WASHINGTON, September 27, 2012- A new coalition named Fuels America, made up of renewable fuel stakeholders and some farm groups, announced their campaign to defend the Renewable Fuel Standard (RFS). Former Congressman Jim Greenwood, the President and CEO of the Biotechnology Industry Organization (BIO), led the campaign announcement today.

“More than 400,000 American jobs are supported by renewable transportation fuel, and America leads the world in renewable fuel innovation,” he said. “That is why Fuels America’s diverse membership has come together to reset the national conversation on renewable fuel, protect the progress that has been made and ensure that America’s Renewable Fuel Standard continues its success.” 

The launch comes as the U.S. Environmental Protection Agency considers a request to “waive” the RFS, in whole or in part. Governors of Arkansas, North Carolina, Texas, Maryland, Georgia, New Mexico and Delaware submitted formal requests to the EPA to reduce or eliminate its mandate on ethanol production in the United States. The requests echoed concerns of the livestock and poultry industries, which are facing high feed prices due to the drought, about the supply pressure on corn from RFS demands.

The following members of the Fuels America coalition argue that waiving the RFS would undermine accomplishments made through the renewable fuels market for rural communities, renewable technology innovators and energy independence:


Abengoa Bioenergy


Advanced Ethanol Council

American Coalition for Ethanol

American Security Project

Biotechnology Industry Organization (BIO)


Growth Energy

National Association of Wheat Growers

National Corn Growers Association

National Farmers Union

National Sorghum Producers



Renewable Fuels Association (RFA)

During the announcement today, President and CEO of Lakewood, Colorado-based ZeaChem Inc., Jim Imbler, said the RFS creates a market that “offers a hand up, not a perpetual hand out” to the industry.  
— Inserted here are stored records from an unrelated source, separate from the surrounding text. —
use std::mem;
use std::thread::{self, JoinHandle};
use std::time::{Duration, Instant};

use thiserror::Error;
use tracing::{debug, info, warn};

use crate::config::{ConfigError, EngineConfig, Viewport};
use crate::sim::{GameEndSink, RunFlag, Session, Simulation, StepOutcome, TickInput};

use super::input::SteerInput;
use super::metrics::{LoopMetricsSnapshot, MetricsAccumulator, MetricsHandle};
use super::rendering::{render_session, RenderError, RenderOptions};
use super::surface::SharedSurface;
use super::timestep::{compute_cap_sleep, target_frame_duration, FixedTimestep};

pub const SIM_THREAD_NAME: &str = "dodge-sim";

#[derive(Debug, Error)]
pub enum ControllerError {
    #[error(transparent)]
    Config(#[from] ConfigError),
    #[error("failed to spawn simulation thread: {0}")]
    SpawnThread(#[source] std::io::Error),
    #[error("simulation thread panicked")]
    SimulationPanicked,
    #[error("simulation is unavailable after an earlier thread failure")]
    Unavailable,
}

/// Host lifecycle notifications routed to the controller.
#[derive(Debug, Clone, Copy, PartialEq)]
pub enum LifecycleEvent {
    SurfaceCreated { viewport: Viewport },
    SurfaceDestroyed,
    Press,
    Steer(i8),
}

enum ControllerState {
    Idle(Simulation),
    Running(JoinHandle<Simulation>),
    Failed,
}

/// Owns the simulation and the dedicated thread that drives it.
///
/// While a run is active the simulation lives on the thread; `stop` joins
/// the thread and takes it back. After `stop` returns no further ticks or
/// presents happen, so the surface can be torn down safely.
pub struct LoopController {
    surface: SharedSurface,
    steer: SteerInput,
    metrics: MetricsHandle,
    run_flag: RunFlag,
    slow_frame_delay: Duration,
    start_on_surface: bool,
    state: ControllerState,
}

impl LoopController {
    pub fn new(config: EngineConfig, sink: Box<dyn GameEndSink>) -> Result<Self, ControllerError> {
        let simulation = Simulation::new(config, sink)?;
        Ok(Self {
            surface: SharedSurface::new(),
            steer: SteerInput::default(),
            metrics: MetricsHandle::default(),
            run_flag: simulation.run_flag(),
            slow_frame_delay: Duration::ZERO,
            start_on_surface: true,
            state: ControllerState::Idle(simulation),
        })
    }

    /// Sleeps this long at the top of every loop iteration. Used to exercise
    /// catch-up behavior.
    pub fn with_slow_frame_delay(mut self, delay: Duration) -> Self {
        self.slow_frame_delay = delay;
        self
    }

    pub fn surface(&self) -> SharedSurface {
        self.surface.clone()
    }

    pub fn steer_input(&self) -> SteerInput {
        self.steer.clone()
    }

    pub fn metrics(&self) -> MetricsHandle {
        self.metrics.clone()
    }

    pub fn is_running(&self) -> bool {
        self.run_flag.is_set()
    }

    /// The session, when no thread currently owns it.
    pub fn idle_session(&self) -> Option<&Session> {
        match &self.state {
            ControllerState::Idle(simulation) => Some(simulation.session()),
            _ => None,
        }
    }

    /// Begins a fresh session on a new simulation thread. Does nothing when
    /// a session is already running.
    pub fn start(&mut self) -> Result<(), ControllerError> {
        if self.is_running() {
            debug!("start_ignored_already_running");
            return Ok(());
        }
        let mut simulation = self.reclaim()?;
        simulation.begin_session();
        self.launch(simulation)
    }

    /// Stops any active run, then starts a fresh session.
    pub fn restart(&mut self) -> Result<(), ControllerError> {
        self.stop()?;
        self.start()
    }

    /// Clears the run flag and blocks until the simulation thread has exited.
    /// A no-op when nothing is running.
    pub fn stop(&mut self) -> Result<(), ControllerError> {
        self.run_flag.clear();
        if matches!(self.state, ControllerState::Running(_)) {
            let simulation = self.reclaim()?;
            self.state = ControllerState::Idle(simulation);
        }
        Ok(())
    }

    pub fn handle_event(&mut self, event: LifecycleEvent) -> Result<(), ControllerError> {
        match event {
            LifecycleEvent::SurfaceCreated { viewport } => {
                if self.is_running() && self.surface.viewport() == Some(viewport) {
                    debug!("surface_already_live");
                    return Ok(());
                }
                let was_running = self.is_running();
                self.stop()?;
                if let ControllerState::Idle(simulation) = &mut self.state {
                    if simulation.session().viewport() != viewport {
                        simulation.set_viewport(viewport)?;
                    }
                }
                self.surface.create(viewport)?;
                info!(
                    width = viewport.width,
                    height = viewport.height,
                    "surface_created"
                );
                if was_running || mem::take(&mut self.start_on_surface) {
                    self.start()?;
                } else {
                    self.render_idle_frame();
                }
            }
            LifecycleEvent::SurfaceDestroyed => {
                self.start_on_surface = self.is_running();
                self.stop()?;
                self.surface.destroy();
                info!("surface_destroyed");
            }
            LifecycleEvent::Press => {
                if self.is_running() {
                    debug!("press_ignored_while_running");
                } else {
                    self.restart()?;
                }
            }
            LifecycleEvent::Steer(direction) => self.steer.set(direction),
        }
        Ok(())
    }

    fn reclaim(&mut self) -> Result<Simulation, ControllerError> {
        match mem::replace(&mut self.state, ControllerState::Failed) {
            ControllerState::Idle(simulation) => Ok(simulation),
            ControllerState::Running(handle) => match handle.join() {
                Ok(simulation) => Ok(simulation),
                Err(_) => {
                    self.run_flag.clear();
                    warn!("sim_thread_panicked");
                    Err(ControllerError::SimulationPanicked)
                }
            },
            ControllerState::Failed => Err(ControllerError::Unavailable),
        }
    }

    fn launch(&mut self, simulation: Simulation) -> Result<(), ControllerError> {
        self.metrics.publish_score(simulation.session().score());
        let context = LoopContext {
            run_flag: self.run_flag.clone(),
            surface: self.surface.clone(),
            steer: self.steer.clone(),
            metrics: self.metrics.clone(),
            render_options: render_options(simulation.config()),
            frame_target: target_frame_duration(simulation.config().max_render_fps),
            metrics_interval: simulation.config().metrics_log_interval,
            tick_rate_hz: simulation.config().tick_rate_hz,
            slow_frame_delay: self.slow_frame_delay,
        };
        let spawned = thread::Builder::new()
            .name(SIM_THREAD_NAME.to_owned())
            .spawn(move || run_loop(simulation, context));
        match spawned {
            Ok(handle) => {
                self.state = ControllerState::Running(handle);
                Ok(())
            }
            Err(source) => {
                self.run_flag.clear();
                Err(ControllerError::SpawnThread(source))
            }
        }
    }

    fn render_idle_frame(&self) {
        if let ControllerState::Idle(simulation) = &self.state {
            let options = render_options(simulation.config());
            if let FrameResult::Failed(error) =
                render_frame(&self.surface, simulation.session(), &options)
            {
                warn!(error = %error, "render_failed");
            }
        }
    }
}

impl Drop for LoopController {
    fn drop(&mut self) {
        if let Err(error) = self.stop() {
            warn!(error = %error, "stop_on_drop_failed");
        }
    }
}

struct LoopContext {
    run_flag: RunFlag,
    surface: SharedSurface,
    steer: SteerInput,
    metrics: MetricsHandle,
    render_options: RenderOptions,
    frame_target: Option<Duration>,
    metrics_interval: Duration,
    tick_rate_hz: u32,
    slow_frame_delay: Duration,
}

fn render_options(config: &EngineConfig) -> RenderOptions {
    RenderOptions {
        road_dash_length: config.road_markings.dash_length,
        road_dash_gap: config.road_markings.dash_gap,
        road_dash_width: config.road_markings.dash_width,
    }
}

fn run_loop(mut simulation: Simulation, context: LoopContext) -> Simulation {
    let session = simulation.session_id().0;
    let started = Instant::now();
    let mut timestep = FixedTimestep::new(context.tick_rate_hz);
    let mut metrics = MetricsAccumulator::new(context.metrics_interval, started);
    let mut last_time = started;
    let mut frame_started = started;
    let mut render_failure_logged = false;

    while context.run_flag.is_set() {
        if !context.slow_frame_delay.is_zero() {
            thread::sleep(context.slow_frame_delay);
        }

        let now = Instant::now();
        let elapsed = now.saturating_duration_since(last_time);
        last_time = now;

        let ticks_due = timestep.advance(elapsed);
        let ticks_run = run_due_ticks(&mut simulation, &context.steer, ticks_due);
        metrics.record_ticks(ticks_run);

        let session_state = simulation.session();
        context.metrics.publish_score(session_state.score());
        if !context.run_flag.is_set() && !session_state.has_ended() {
            break;
        }

        match render_frame(&context.surface, session_state, &context.render_options) {
            FrameResult::Presented => {
                let frame_now = Instant::now();
                metrics.record_frame(frame_now.saturating_duration_since(frame_started));
                frame_started = frame_now;
            }
            FrameResult::SurfaceInvalid => metrics.record_skipped_frame(),
            FrameResult::Failed(error) => {
                metrics.record_skipped_frame();
                if !render_failure_logged {
                    warn!(session, error = %error, "render_failed");
                    render_failure_logged = true;
                }
            }
        }

        let cap_sleep = compute_cap_sleep(
            Instant::now().saturating_duration_since(now),
            context.frame_target,
        );
        if !cap_sleep.is_zero() {
            thread::sleep(cap_sleep);
        }

        if let Some(snapshot) = metrics.maybe_snapshot(
            Instant::now(),
            session_state.obstacles().len(),
            session_state.score(),
        ) {
            context.metrics.publish(snapshot);
            info!(
                session,
                fps = snapshot.fps,
                tps = snapshot.tps,
                frame_ms = snapshot.frame_time_ms,
                skipped_frames = snapshot.skipped_frames,
                obstacles = snapshot.active_obstacles,
                score = snapshot.score,
                "loop_metrics"
            );
        }
    }

    let final_state = simulation.session();
    context.metrics.publish_score(final_state.score());
    context.metrics.publish(LoopMetricsSnapshot {
        active_obstacles: final_state.obstacles().len(),
        score: final_state.score(),
        ..context.metrics.snapshot()
    });
    info!(
        session,
        score = simulation.session().score(),
        ticks = simulation.session().ticks(),
        ended = simulation.session().has_ended(),
        "sim_thread_exited"
    );
    simulation
}

/// Runs up to `ticks_due` ticks, stopping early once the session ends.
fn run_due_ticks(simulation: &mut Simulation, steer: &SteerInput, ticks_due: u32) -> u32 {
    let mut ticks_run = 0;
    for _ in 0..ticks_due {
        let input = TickInput {
            steer: steer.sample(),
        };
        match simulation.step(&input) {
            StepOutcome::Survived { .. } => ticks_run += 1,
            StepOutcome::Collided { .. } => {
                ticks_run += 1;
                break;
            }
            StepOutcome::Halted => break,
        }
    }
    ticks_run
}

enum FrameResult {
    Presented,
    SurfaceInvalid,
    Failed(RenderError),
}

fn render_frame(surface: &SharedSurface, session: &Session, options: &RenderOptions) -> FrameResult {
    let Some(mut frame) = surface.lock() else {
        debug!("render_skipped_surface_invalid");
        return FrameResult::SurfaceInvalid;
    };
    let viewport = frame.viewport();
    match render_session(frame.frame_mut(), viewport, session, options) {
        Ok(()) => {
            frame.present();
            FrameResult::Presented
        }
        Err(error) => FrameResult::Failed(error),
    }
}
Thanks to the RFS, “ZeaChem has grown from an innovative idea for producing cellulosic fuel to a scaled operation ready to manufacture,” he said. “The investor certainty created by the Renewable Fuel Standard is essential to our continued growth, and to the growth of other advanced biofuels and bio-based chemicals companies like ours.”

“If the RFS is altered or undermined, companies like ours will have to make tough choices about where to put our long-term dollars,” said President of Novozymes North America, Adam Monroe.  “Keeping those dollars, and the jobs they will continue to create, in America means keeping the RFS in place. It’s a market-based signal to innovators and investors – and it works.”

Proponents of the campaign also emphasized national security concerns and energy independence. Vice Adm. Dennis McGinn (Ret.), President of the American Council on Renewable Energy (ACORE) said both are dependent on expanding the renewable fuels sector.

“The renewable fuel innovation we have seen across the country since the RFS was created is helping break America’s dependence on foreign oil and giving our armed forces new assets on the battlefield,” he said, adding that Americans saved $50 billion on imported fuel costs in 2011 thanks to renewable fuel.

Greenwood said the cost of the national Fuels America campaign is undisclosed, but that it will include advertising in Washington, D.C., Colorado, Ohio, Delaware and Montana. Each state will have its own online platform reachable through FuelsAmerica.org and feature the stories of renewable fuel innovators and communities with a stake in maintaining the RFS, according to the announcement today. The campaign may extend to other states, as there is no current time limit on the advertising and other Fuels America efforts.